**DATA FOR THIS EXERCISE**
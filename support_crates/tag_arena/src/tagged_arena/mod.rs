//! Implementation of the boundary tagged arena.
//!
//! The main type is the [`TaggedArena`] which implements the [`ElementAllocator`](crate::ElementAllocator) trait
//! for a single element type `T` on top of a buffer of `N` bytes that is embedded in the arena itself.
//!
//! The buffer is partitioned, without any gaps, into blocks of the form `[begin-tag][payload][end-tag]`.
//! Both tags are `i32` values holding the payload length, positive for free blocks and negative for allocated ones.
//!
//! - Allocation picks the *first* free block that is large enough. If the part of that block which is not needed
//!   could hold at least one more element together with its tags, the block is split. Otherwise the whole block is
//!   handed out.
//! - Deallocation marks the block free and then merges adjacent free blocks until no two free blocks border each
//!   other anymore.
//!
//! # Example
//!
//! ## Perform a raw allocation and deallocation
//!
//! ```rust
//! # use tag_arena::{ElementAllocator, TaggedArena};
//! #
//! let arena = TaggedArena::<u64, 128>::new().unwrap();
//!
//! let p = arena.allocate(2).unwrap();
//! unsafe {
//!     arena.construct(p, 42);
//!     arena.destroy(p);
//!     arena.deallocate(p, 2).unwrap();
//! }
//! assert_eq!(arena.free_bytes(), 128 - 8);
//! ```
//!
//! ## Use the arena with a box
//! ```rust
//! # use tag_arena::{ArenaBox, TaggedArena};
//! #
//! let arena = TaggedArena::<u32, 64>::new().unwrap();
//! let b = ArenaBox::new(0x55, &arena).unwrap();
//! assert_eq!(*b, 0x55);
//! ```
//!
mod arena;
mod tags;


pub use arena::{BlockInfo, Blocks, TaggedArena};
pub use tags::{BlockState, TAGS_SIZE, TAG_SIZE};
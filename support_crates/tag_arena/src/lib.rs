#![no_std]

#[cfg(any(test, feature = "std"))]
extern crate std;

mod arena_box;
mod traits;
pub mod tagged_arena;

pub use arena_box::ArenaBox;
pub use tagged_arena::{BlockInfo, BlockState, TaggedArena};
pub use traits::{ArenaError, ElementAllocator};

**TASK BRIEF**
Pull out each line of the records holding the string "unwrap".

**SOLUTION BELOW**
//! let arena = TaggedArena::<u64, 128>::new().unwrap();
//! let p = arena.allocate(2).unwrap();
//!     arena.deallocate(p, 2).unwrap();
//! let arena = TaggedArena::<u32, 64>::new().unwrap();
//! let b = ArenaBox::new(0x55, &arena).unwrap();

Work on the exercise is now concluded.